The hydraulic cylinders 21 and
2, 23, 24 are shortened. Therefore, each auxiliary wheel 16, 1
While the vehicles 7, 18, and 19 rise and move away from the road surface, the vehicle descends and the wheels 12, 13, 14, and 15 contact the road surface to support the vehicle.

Further, in the auxiliary steering device according to the present embodiment, the vehicle can be turned not only in the lateral direction but also in the place. That is, each of the hydraulic cylinders 21, 22, 23, and 24 as described above is extended and each of the auxiliary wheels 1
When the auxiliary wheel drive / turn switch 63 is operated to the "turn" position from the state in which the vehicle is lifted and supported by the vehicles 6, 17, 18, and 19, the drive valve 54 is energized and the second state (upper display state) ) And the drive direction switching valve 55 is energized to switch to the second state (lower display state), and the oil paths P7, P9, and P12, and the oil paths P8, P10, and P11 are communicated, respectively. Then, when the steering wheel 45 is steered in the right turning direction of the vehicle, the pressure in the oil chamber 49 of the hydraulic cylinder 44 for power steering increases, and hydraulic oil flows from the oil passage P8 side. Then, the hydraulic oil is supplied to the hydraulic motor 25 from above in FIG.
5, the hydraulic oil is supplied to the hydraulic motor 26 from below in FIG.
Drives in reverse. Accordingly, the auxiliary wheels 16, 19 are rotated in reverse by the hydraulic motors 25, 26, so that the vehicle can turn right.

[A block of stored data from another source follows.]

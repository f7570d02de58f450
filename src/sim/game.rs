//! Game loop and lifecycle state machine
//!
//! `Game` owns the authoritative state and is the only thing that mutates it.
//! Every entry point re-checks the phase before touching anything, so events
//! delivered late (a timer tick racing a loss, a tap after the win screen)
//! are dropped without effect.

use serde::{Deserialize, Serialize};

use super::collision::{CollisionEvent, resolve_collision};
use super::input::{TapEvent, resolve_tap};
use super::state::{CandyId, GamePhase, GameState, HandId};
use super::tick::{FrameTick, UpdateThrottle, advance_hands};
use super::timer::{CountdownTimer, TimerSession, TimerTick};
use crate::error::SetupError;
use crate::scene::AnchorId;
use crate::tuning::Tuning;

/// Signals sent by the UI buttons
#[derive(Debug, Clone, Copy, PartialEq, Eq, Serialize, Deserialize)]
pub enum UiSignal {
    StartPressed,
    RestartPressed,
}

/// Notable things that happened while handling an event
#[derive(Debug, Clone, Copy, PartialEq, Serialize, Deserialize)]
pub enum GameEvent {
    /// Entities were created and attached to the anchor
    SceneReady { anchor: AnchorId },
    PhaseChanged { from: GamePhase, to: GamePhase },
    /// The host must start delivering ticks for this session
    TimerStarted(TimerSession),
    /// The host must stop delivering ticks for this session
    TimerStopped(TimerSession),
    Countdown { seconds_remaining: u32 },
    HandTapped { hand: HandId, health: i32, boosted: bool },
    CandyCaught { candy: CandyId },
}

/// Values the UI layer reads after each mutation
#[derive(Debug, Clone, PartialEq, Serialize, Deserialize)]
pub struct Hud {
    pub phase: GamePhase,
    pub status: String,
    pub time_left: String,
    pub candies_left: usize,
}

/// The game loop
#[derive(Debug, Clone)]
pub struct Game {
    tuning: Tuning,
    state: GameState,
    timer: CountdownTimer,
    throttle: UpdateThrottle,
    anchor: Option<AnchorId>,
}

impl Game {
    /// Create a game in the Start phase. Fails on unusable tuning.
    pub fn new(tuning: Tuning) -> Result<Self, SetupError> {
        if let Err(e) = tuning.validate() {
            log::error!("Game setup failed: {}", e);
            return Err(e);
        }
        Ok(Self {
            state: GameState::new(&tuning),
            tuning,
            timer: CountdownTimer::new(),
            throttle: UpdateThrottle::default(),
            anchor: None,
        })
    }

    pub fn state(&self) -> &GameState {
        &self.state
    }

    pub fn phase(&self) -> GamePhase {
        self.state.phase
    }

    pub fn tuning(&self) -> &Tuning {
        &self.tuning
    }

    pub fn anchor(&self) -> Option<AnchorId> {
        self.anchor
    }

    /// Session of the running countdown, if any
    pub fn timer_session(&self) -> Option<TimerSession> {
        self.timer.session()
    }

    pub fn hud(&self) -> Hud {
        Hud {
            phase: self.state.phase,
            status: self.state.phase.as_str().to_string(),
            time_left: self.state.seconds_remaining.to_string(),
            candies_left: self.state.candies_left(),
        }
    }

    /// First-time scene setup when the tracking target is recognized.
    ///
    /// Only the first anchor spawns entities; later anchors are ignored so
    /// entity handles stay stable.
    pub fn on_anchor_ready(&mut self, anchor: AnchorId) -> Vec<GameEvent> {
        if let Some(existing) = self.anchor {
            log::debug!("Ignoring anchor {:?}, already attached to {:?}", anchor, existing);
            return Vec::new();
        }

        self.state.spawn_entities(&self.tuning);
        self.anchor = Some(anchor);
        log::info!(
            "Attached {} hands and {} candies to anchor {:?}",
            self.state.hands.len(),
            self.state.candies.len(),
            anchor
        );
        vec![GameEvent::SceneReady { anchor }]
    }

    pub fn process_ui_signal(&mut self, signal: UiSignal) -> Vec<GameEvent> {
        match signal {
            UiSignal::StartPressed => self.start_game(),
            UiSignal::RestartPressed => self.restart(),
        }
    }

    /// Leave the title screen and begin a session
    pub fn start_game(&mut self) -> Vec<GameEvent> {
        let mut events = Vec::new();
        if self.state.phase != GamePhase::Start {
            log::debug!("Ignoring start in phase {:?}", self.state.phase);
            return events;
        }

        self.stop_timer(&mut events);
        self.state.reset(&self.tuning);
        self.throttle.clear();
        self.set_phase(GamePhase::InProgress, &mut events);
        events
    }

    /// Go back to the title screen after a win or loss
    pub fn restart(&mut self) -> Vec<GameEvent> {
        let mut events = Vec::new();
        if !self.state.phase.is_finished() {
            log::debug!("Ignoring restart in phase {:?}", self.state.phase);
            return events;
        }

        self.stop_timer(&mut events);
        self.state.reset(&self.tuning);
        self.throttle.clear();
        self.set_phase(GamePhase::Start, &mut events);
        events
    }

    /// Advance the simulation for one rendered frame
    pub fn on_frame_tick(&mut self, frame: FrameTick) -> Vec<GameEvent> {
        let mut events = Vec::new();
        if self.state.phase != GamePhase::InProgress {
            return events;
        }

        if let Some(session) = self.timer.start() {
            log::debug!("Countdown started ({:?})", session);
            events.push(GameEvent::TimerStarted(session));
        }

        if !self.state.hands.is_empty()
            && self
                .throttle
                .accept(frame.time, self.tuning.hand_update_interval)
        {
            advance_hands(&mut self.state);
        }

        if self.state.all_candies_caught() {
            self.stop_timer(&mut events);
            self.set_phase(GamePhase::Lose, &mut events);
        }
        events
    }

    /// One second of the countdown elapsed
    pub fn on_timer_tick(&mut self, tick: TimerTick) -> Vec<GameEvent> {
        let mut events = Vec::new();
        if !self.timer.accepts(&tick) {
            log::debug!("Discarding stale tick for {:?}", tick.session);
            return events;
        }
        if self.state.phase != GamePhase::InProgress {
            self.stop_timer(&mut events);
            return events;
        }

        self.state.seconds_remaining = self.state.seconds_remaining.saturating_sub(1);
        events.push(GameEvent::Countdown {
            seconds_remaining: self.state.seconds_remaining,
        });

        if self.state.seconds_remaining == 0 {
            self.stop_timer(&mut events);
            self.set_phase(GamePhase::Win, &mut events);
        }
        events
    }

    /// A hand touched a candy
    pub fn on_collision(&mut self, collision: CollisionEvent) -> Vec<GameEvent> {
        if self.state.phase != GamePhase::InProgress {
            return Vec::new();
        }

        match resolve_collision(&mut self.state, &collision) {
            Some(candy) => {
                log::info!("{} ate {} ({} left)", collision.hand, candy, self.state.candies_left());
                vec![GameEvent::CandyCaught { candy }]
            }
            None => Vec::new(),
        }
    }

    /// The player tapped the screen
    pub fn on_tap(&mut self, tap: TapEvent) -> Vec<GameEvent> {
        if self.state.phase != GamePhase::InProgress {
            return Vec::new();
        }

        match resolve_tap(&mut self.state, &tap, &self.tuning) {
            Some(hit) => {
                if hit.boosted {
                    log::debug!("{} is angry, speed boosted", hit.hand);
                }
                vec![GameEvent::HandTapped {
                    hand: hit.hand,
                    health: hit.health,
                    boosted: hit.boosted,
                }]
            }
            None => Vec::new(),
        }
    }

    fn stop_timer(&mut self, events: &mut Vec<GameEvent>) {
        if let Some(session) = self.timer.stop() {
            log::debug!("Countdown stopped ({:?})", session);
            events.push(GameEvent::TimerStopped(session));
        }
    }

    fn set_phase(&mut self, to: GamePhase, events: &mut Vec<GameEvent>) {
        let from = self.state.phase;
        self.state.phase = to;
        log::info!("Phase {:?} -> {:?}", from, to);
        events.push(GameEvent::PhaseChanged { from, to });
    }
}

As described above, in the auxiliary steering apparatus according to the present embodiment, the steering direction, the movement start operation, and the movement speed of the vehicle are performed by steering the steering. Good nature,
Performing with the familiar steering wheel eliminates erroneous operations.

In this embodiment, each auxiliary wheel 1
6, 17, 18, and 19 are mounted on the suspension 35 of the vehicle, so that the respective auxiliary wheels 16, 17, 18, 1
9, the strokes of the hydraulic cylinders 21, 22, 23, 24 may be small, and the auxiliary wheels 16, 1
The suspension works even when the vehicle is running according to 7, 18, and 19, and the riding comfort is good.

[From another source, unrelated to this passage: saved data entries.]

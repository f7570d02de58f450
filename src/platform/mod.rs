//! Platform abstraction layer
//!
//! Handles the host side of the game loop:
//! - Countdown ticks on a background task
//! - Serialized access to the game from frame, input and timer sources
//! - Forwarding game events to the UI layer

pub mod host;

pub use host::GameHost;
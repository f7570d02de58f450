//! Monsters Under the Bed headless entry point
//!
//! Plays one session in real time without a tracker or renderer: the anchor
//! is "found" immediately, a stand-in collision source reports hands that
//! reach their candy, and a scripted player taps the most dangerous hand.
//!
//! Usage: `bed-monsters [--idle] [tuning.json]`
//! - `--idle`: never tap (the monsters win)

use std::time::Duration;

use bed_monsters::platform::GameHost;
use bed_monsters::sim::{CollisionEvent, FrameTick, Game, GameEvent, GameState, TapEvent, UiSignal};
use bed_monsters::{AnchorId, SceneConfig, SetupError, Tuning};

/// Assets shipped with the headless build
const BUNDLED_ASSETS: [&str; 4] = ["bed2.png", "orc-hand.usdz", "gumdrop.usdz", "plane.usda"];

/// Frames between scripted taps (~5 taps per second at 60 Hz)
const TAP_EVERY_FRAMES: u32 = 12;

/// Load tuning from an optional JSON file
fn load_tuning(path: Option<&str>) -> Result<Tuning, SetupError> {
    let Some(path) = path else {
        log::info!("Using default tuning");
        return Ok(Tuning::default());
    };
    let json = std::fs::read_to_string(path)
        .map_err(|e| SetupError::InvalidTuning(format!("cannot read {}: {}", path, e)))?;
    log::info!("Loaded tuning from {}", path);
    Tuning::from_json(&json)
}

/// Hands whose top has reached their candy, as a physics engine would report
fn touching_pairs(state: &GameState) -> Vec<CollisionEvent> {
    state
        .hands
        .iter()
        .zip(&state.candies)
        .filter(|(hand, candy)| candy.active && hand.position().y >= candy.position.y)
        .map(|(hand, candy)| CollisionEvent {
            hand: hand.id,
            candy: candy.id,
        })
        .collect()
}

/// The highest hand that still has a candy to eat
fn most_dangerous(state: &GameState) -> Option<TapEvent> {
    state
        .hands
        .iter()
        .zip(&state.candies)
        .filter(|(_, candy)| candy.active)
        .max_by(|(a, _), (b, _)| a.offset.total_cmp(&b.offset))
        .map(|(hand, _)| TapEvent::hand(hand.id.index()))
}

#[tokio::main]
async fn main() {
    env_logger::init();
    log::info!("Monsters Under the Bed (headless) starting...");

    let args: Vec<String> = std::env::args().skip(1).collect();
    let idle = args.iter().any(|a| a == "--idle");
    let tuning_path = args.iter().find(|a| !a.starts_with("--")).map(String::as_str);

    let setup = SceneConfig::default()
        .validate(&BUNDLED_ASSETS[..])
        .and_then(|target| {
            log::info!(
                "Tracking {} ({} m wide)",
                target.image,
                target.physical_width
            );
            load_tuning(tuning_path)
        })
        .and_then(Game::new);
    let game = match setup {
        Ok(game) => game,
        Err(e) => {
            log::error!("Setup failed: {}", e);
            std::process::exit(1);
        }
    };

    let (mut host, mut events) = GameHost::new(game);
    host.anchor_ready(AnchorId(1));
    host.ui_signal(UiSignal::StartPressed);

    let started = tokio::time::Instant::now();
    let mut frames = tokio::time::interval(Duration::from_millis(16));
    let mut frame_count: u32 = 0;

    'session: loop {
        tokio::select! {
            _ = frames.tick() => {
                frame_count += 1;
                host.frame(FrameTick::at(started.elapsed().as_secs_f64()));

                for collision in host.with_state(touching_pairs) {
                    host.collision(collision);
                }
                if !idle && frame_count % TAP_EVERY_FRAMES == 0 {
                    if let Some(tap) = host.with_state(most_dangerous) {
                        host.tap(tap);
                    }
                }
            }
            Some(event) = events.recv() => {
                match event {
                    GameEvent::Countdown { seconds_remaining } => {
                        log::info!("Time Left: {}s", seconds_remaining);
                    }
                    GameEvent::PhaseChanged { to, .. } if to.is_finished() => {
                        break 'session;
                    }
                    _ => log::debug!("{:?}", event),
                }
            }
        }
    }

    let hud = host.hud();
    log::info!("{} - {}", hud.status, hud.phase.message());
    log::info!("Candies left: {}", hud.candies_left);
}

FIG. 4 shows a schematic configuration of an auxiliary steering device according to another embodiment of the present invention. Note that members having the same functions as those of the above-described embodiment are denoted by the same reference numerals, and redundant description will be omitted.

As shown in FIG. 4, an oil pump 41 is connected to a power steering (P / S) valve 4 via an oil passage P1.
The power steering hydraulic cylinder 44 is connected to the P / S valve 43. The hydraulic cylinder 44 has a piston 47 supported in a cylinder 46 so as to be movable in the axial direction.
The steering switches 71, 72 that are operated by the moving contact of the piston 47 are attached to the corners of the oil chambers 48, 49. And P /
The S valve 43 and each of the oil chambers 48 and 49 are connected by oil paths P2 and P3. Accordingly, the working oil is supplied and discharged from the oil pump 41 to each of the oil chambers 48 and 49 via the P / S valve 43, so that the piston 47 operates. The oil pump 41 is connected to a hydraulic cylinder lifting / lowering valve 51 from a branch portion 73 of an oil passage P1 reaching the P / S valve 43 via an oil passage P4. The elevating valve 51 is connected to the oil chambers 52, 53 of the hydraulic cylinders 21, 22, 23, 24 via oil paths P5, P6.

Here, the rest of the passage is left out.